次に記録タブをタップしてセット画面が表示されたら、あとはセットしたGPSポイントを通過すると計測が開始されます。
以後、セクターポイントやゴールポイントを通過する度にラップタイムが計測されます。
計測を辞めたい時は、Tap to HEAR STOPをタップします。
そうすると3つメニューが表示されます。次の目的に合わせて選びます。
- VIEW SESSION DATA | データ分析画面にジャンプします。
- SETUP / OPTIONS | メニュー画面に戻ります。
- RECORD NEW SESSION | もう一度記録開始画面に戻ります。
![]() |
分析する
フォルダタブを選択すると、これまでに記録したデータ一覧が表示されます。
データを選ぶ
タップするとラップタイムが表示されます。
詳細を見る
DETEALをタップするとマップにデータが重なった状態で表示されます。基本的に前回表示した状態が保持されます。(初回どんな情報が表示されているか今となってはわかりませんが)マップ表示で説明したいと思います。
右側のsectorsをタップすると、マップのビューを変更できます。
ギアマーク(詳細)をタップするとグラフを表示できます。この画面では最大2つまでデータをグラフに表示することができます。
- OFF | グラフをオフにします。
- TURN ANALYSIS | コーナリング性能を分析します。使ったことがないのでまだ良さがわかっていません。
- STATS | データの統計情報を表示します。
- G PLOT | 横Gの分布(プロットで可視化)を表示します。
- DATA vs TIME | データを時間軸で折れ線グラフで表示します。
- DATA vs DIST(Distance) | データを走行距離軸で折れ線グラフで表示します。
- RAW DATA | データを数字で表示します。スライドバーで時間軸を操作することで、同じ時間軸の全ての数値を並べて見ることができます。
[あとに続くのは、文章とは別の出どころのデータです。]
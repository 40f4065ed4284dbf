//! Engine entry points.
//!
//! `apply` is the only way a `GameState` changes. It checks that the acting
//! player may submit the action in the current phase, then runs the handler
//! on a clone. The caller's state is never touched: on success they get the
//! new state, on failure an `ActionError` and their old state is still
//! valid.
//!
//! `valid_actions` enumerates every action `apply` would accept from a
//! player, without changing anything.
//!
//! ## RulesEngine
//!
//! Policy modules (bots, search) program against the `RulesEngine` trait
//! rather than the free functions. `Acquire` implements it.

use smallvec::SmallVec;
use tracing::debug;

use super::merger::{choose_survivor, handle_defunct_stock};
use super::placement::classify_placement;
use super::scoring::can_declare_game_end;
use super::turn;
use crate::core::config::{MAX_PURCHASE_PER_TURN, TRADE_RATIO};
use crate::core::{
    Action, ActionError, GameEndReason, GamePhase, GameState, MergerState, PlayerId, PlayerMap,
    StockPurchase,
};
use crate::market::{stock_price, ChainName};

/// Result of a completed game.
#[derive(Clone, Debug, PartialEq, Eq)]
pub struct GameResult {
    pub winner: PlayerId,
    pub scores: PlayerMap<u32>,
    pub reason: GameEndReason,
}

impl GameResult {
    /// Check if a player won.
    #[must_use]
    pub fn is_winner(&self, player: PlayerId) -> bool {
        self.winner == player
    }
}

/// Rules engine trait.
///
/// ## Implementation Notes
///
/// - `legal_actions`: Return empty vec if player can't act
/// - `apply_action`: Must be deterministic and leave `state` untouched
/// - `is_terminal`: Return None if game continues
pub trait RulesEngine {
    /// Get legal actions for a player.
    fn legal_actions(&self, state: &GameState, player: PlayerId) -> Vec<Action>;

    /// Apply an action, returning the next state.
    fn apply_action(
        &self,
        state: &GameState,
        player: PlayerId,
        action: &Action,
    ) -> Result<GameState, ActionError>;

    /// Check if the game is over.
    ///
    /// Returns `Some(result)` if the game has ended, `None` if it continues.
    fn is_terminal(&self, state: &GameState) -> Option<GameResult>;

    /// The player whose input the game is waiting on.
    fn acting_player(&self, state: &GameState) -> Option<PlayerId> {
        state.acting_player()
    }
}

/// The Acquire rules.
#[derive(Clone, Copy, Debug, Default)]
pub struct Acquire;

impl RulesEngine for Acquire {
    fn legal_actions(&self, state: &GameState, player: PlayerId) -> Vec<Action> {
        valid_actions(state, player)
    }

    fn apply_action(
        &self,
        state: &GameState,
        player: PlayerId,
        action: &Action,
    ) -> Result<GameState, ActionError> {
        apply(state, player, action)
    }

    fn is_terminal(&self, state: &GameState) -> Option<GameResult> {
        state.standings().map(|s| GameResult {
            winner: s.winner,
            scores: s.scores.clone(),
            reason: s.reason,
        })
    }
}

/// Apply `action` on behalf of `player`.
pub fn apply(state: &GameState, player: PlayerId, action: &Action) -> Result<GameState, ActionError> {
    match try_apply(state, player, action) {
        Ok(next) => {
            debug!(
                player = %player,
                action = action.kind(),
                phase = next.phase.name(),
                "action accepted"
            );
            Ok(next)
        }
        Err(err) => {
            debug!(
                player = %player,
                action = action.kind(),
                code = err.code(),
                reason = %err,
                "action rejected"
            );
            Err(err)
        }
    }
}

fn try_apply(state: &GameState, player: PlayerId, action: &Action) -> Result<GameState, ActionError> {
    authorize(state, player, action)?;

    let mut next = state.clone();
    next.record_action(player, action.clone());
    match (action, next.phase.clone()) {
        (Action::PlaceTile(tile), _) => turn::place_tile(&mut next, player, *tile)?,
        (Action::SelectChainToFound(chain), GamePhase::FoundingChain { tiles }) => {
            turn::select_chain_to_found(&mut next, player, tiles, *chain)?;
        }
        (Action::BuyStocks(purchases), _) => turn::buy_stocks(&mut next, player, purchases)?,
        (Action::SkipBuyStocks, _) => turn::skip_buy_stocks(&mut next),
        (Action::ChooseMergerSurvivor(chain), GamePhase::ResolvingMerger(merger)) => {
            choose_survivor(&mut next, merger, *chain)?;
        }
        (Action::HandleDefunctStock { hold, sell, trade }, GamePhase::ResolvingMerger(merger)) => {
            handle_defunct_stock(&mut next, merger, player, *hold, *sell, *trade)?;
        }
        (Action::DeclareGameEnd, _) => turn::declare_game_end(&mut next, player)?,
        (Action::ExchangeDeadTile(tile), _) => turn::exchange_dead_tile(&mut next, player, *tile)?,
        (Action::PassTurn, _) => turn::pass_turn(&mut next, player)?,
        _ => return Err(wrong_phase(state, action)),
    }
    Ok(next)
}

fn wrong_phase(state: &GameState, action: &Action) -> ActionError {
    ActionError::WrongPhase {
        action: action.kind(),
        phase: state.phase.name(),
    }
}

/// Check that `player` may submit `action` now.
///
/// Stock disposition belongs to the pending shareholder; everything else to
/// the turn player. The actor is checked before the phase.
fn authorize(state: &GameState, player: PlayerId, action: &Action) -> Result<(), ActionError> {
    if state.is_game_over() {
        return Err(ActionError::GameOver);
    }
    if !state.players.contains(player) {
        return Err(ActionError::UnknownPlayer(player));
    }

    if let Action::HandleDefunctStock { .. } = action {
        return match state.merger().and_then(MergerState::current_shareholder) {
            Some(expected) if expected == player => Ok(()),
            Some(_) => Err(ActionError::WrongTurn(player)),
            None => Err(wrong_phase(state, action)),
        };
    }

    if player != state.current_player {
        return Err(ActionError::WrongTurn(player));
    }

    let phase_ok = match action {
        Action::PlaceTile(_) | Action::ExchangeDeadTile(_) | Action::PassTurn => {
            matches!(state.phase, GamePhase::PlayingTile)
        }
        Action::SelectChainToFound(_) => matches!(state.phase, GamePhase::FoundingChain { .. }),
        Action::BuyStocks(_) | Action::SkipBuyStocks | Action::DeclareGameEnd => {
            matches!(state.phase, GamePhase::BuyingStocks)
        }
        Action::ChooseMergerSurvivor(_) => state
            .merger()
            .is_some_and(MergerState::awaiting_survivor),
        Action::HandleDefunctStock { .. } => false,
    };
    if phase_ok {
        Ok(())
    } else {
        Err(wrong_phase(state, action))
    }
}

/// Every action `apply` would accept from `player` in `state`.
///
/// Empty when it is not `player`'s move.
#[must_use]
pub fn valid_actions(state: &GameState, player: PlayerId) -> Vec<Action> {
    if state.acting_player() != Some(player) {
        return Vec::new();
    }

    let mut actions = Vec::new();
    match &state.phase {
        GamePhase::PlayingTile => {
            let mut any_playable = false;
            for &tile in &state.player(player).hand {
                let outcome = classify_placement(state, tile);
                if outcome.is_playable() {
                    any_playable = true;
                    actions.push(Action::PlaceTile(tile));
                } else if outcome.is_dead()
                    && !state.tile_pool.is_empty()
                    && !state.turn.exchanged_dead_tile
                {
                    actions.push(Action::ExchangeDeadTile(tile));
                }
            }
            if !any_playable {
                actions.push(Action::PassTurn);
            }
        }
        GamePhase::FoundingChain { .. } => {
            actions.extend(
                ChainName::ALL
                    .into_iter()
                    .filter(|&c| !state.chain(c).active)
                    .map(Action::SelectChainToFound),
            );
        }
        GamePhase::BuyingStocks => {
            actions.push(Action::SkipBuyStocks);
            purchase_options(state, player, &mut actions);
            if can_declare_game_end(state) {
                actions.push(Action::DeclareGameEnd);
            }
        }
        GamePhase::ResolvingMerger(merger) => match (merger.survivor, merger.current_defunct()) {
            (None, _) => {
                actions.extend(merger.candidates.iter().map(|&c| Action::ChooseMergerSurvivor(c)));
            }
            (Some(survivor), Some(defunct)) => {
                defunct_options(state, player, survivor, defunct, &mut actions);
            }
            (Some(_), None) => {}
        },
        GamePhase::Ended(_) => {}
    }
    actions
}

/// Every non-empty affordable basket of at most three shares.
///
/// Each basket lists distinct chains in canonical order, so every multiset
/// of shares appears exactly once.
fn purchase_options(state: &GameState, player: PlayerId, out: &mut Vec<Action>) {
    let chains: SmallVec<[ChainName; 7]> = state
        .active_chains()
        .filter(|&c| state.market.available(c) > 0)
        .collect();
    let mut basket = SmallVec::new();
    collect_baskets(
        state,
        &chains,
        MAX_PURCHASE_PER_TURN,
        state.player(player).cash,
        &mut basket,
        out,
    );
}

fn collect_baskets(
    state: &GameState,
    chains: &[ChainName],
    remaining: u8,
    cash: u32,
    basket: &mut SmallVec<[StockPurchase; 3]>,
    out: &mut Vec<Action>,
) {
    for (i, &chain) in chains.iter().enumerate() {
        let price = stock_price(chain, state.chain_size(chain));
        for count in 1..=remaining.min(state.market.available(chain)) {
            let cost = price * u32::from(count);
            if cost > cash {
                break;
            }
            basket.push(StockPurchase::new(chain, count));
            out.push(Action::BuyStocks(basket.clone()));
            collect_baskets(state, &chains[i + 1..], remaining - count, cash - cost, basket, out);
            basket.pop();
        }
    }
}

/// Every (hold, sell, trade) split of the player's defunct shares that the
/// survivor's remaining stock allows.
fn defunct_options(
    state: &GameState,
    player: PlayerId,
    survivor: ChainName,
    defunct: ChainName,
    out: &mut Vec<Action>,
) {
    let held = state.player(player).shares(defunct);
    let survivor_stock = state.market.available(survivor);
    for sell in 0..=held {
        let max_trade = ((held - sell) / TRADE_RATIO).min(survivor_stock);
        for trade in 0..=max_trade {
            let hold = held - sell - trade * TRADE_RATIO;
            out.push(Action::HandleDefunctStock { hold, sell, trade });
        }
    }
}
DATA vs TIMEや DATA vs DISTを選択している時、Sectorsの左側タブをタップすると、マップに重ねて表示するデータを選べます。取れたデータの中から選ぶので、自分がどの項目を選んだかによって表示されるデータが変わります。項目の意味は後ほどE46M3を例に解説します。
比較する
もう一つ別の走行データを選ぶことで、比較することができます。経過時間、走行距離で並べて比較することができます。
データを送る
僕にデータを送ったり、自分でデータを加工して分析したい場合、送る方法を説明します。データの送り方には様々なオプションがありますが、もっとも一般的なCSVによる送信方法を説明します。
データリストから目的のデータをタップします。次に画面下のSHAEREボタンをタップします。すると4つメニューが表示されます。
- Share Run Stats | 走行データの概要をシェアする
- E-Mail Data File (CSV / GPX / KML / VBO) | Eメールでデータを送る(形式:CSV / GPX / KML / VBO)
- WiFi Transfer (TrackAddict / RaceRender) | WiFiで転送する
- USB File Sharing (to Computer) | USB経由で転送する
E-Mail Data File (CSV / GPX / KML / VBO)を選択するとさらに5つのメニューが表示されます。※僕はEメール送信しか使いませんので、この場合の操作方法のみ掲載します。
- Raw CSV (TrackAddict & RaceRender) | センサーからリアルに取れた時間間隔のデータが記録されたCSV
- Interpolated CSV (Spreadsheet) | 0.02秒の時間間隔に補正されたCSV
- GPS eXchange.GPX (Various GPS Tools) | GPX形式
- Google Earth .KML | KML形式
- .VBO (Other Analysis Tools) | VBO形式
一見、interpolated CSVがいいように思いますが、0.02秒の時間間隔固定なので、どうしてもデータ量が多くなってしまいます。なので僕はあまり使っていません。僕は、データを見ながら自分でインターポレート(時間間隔)をプログラムで調整しています。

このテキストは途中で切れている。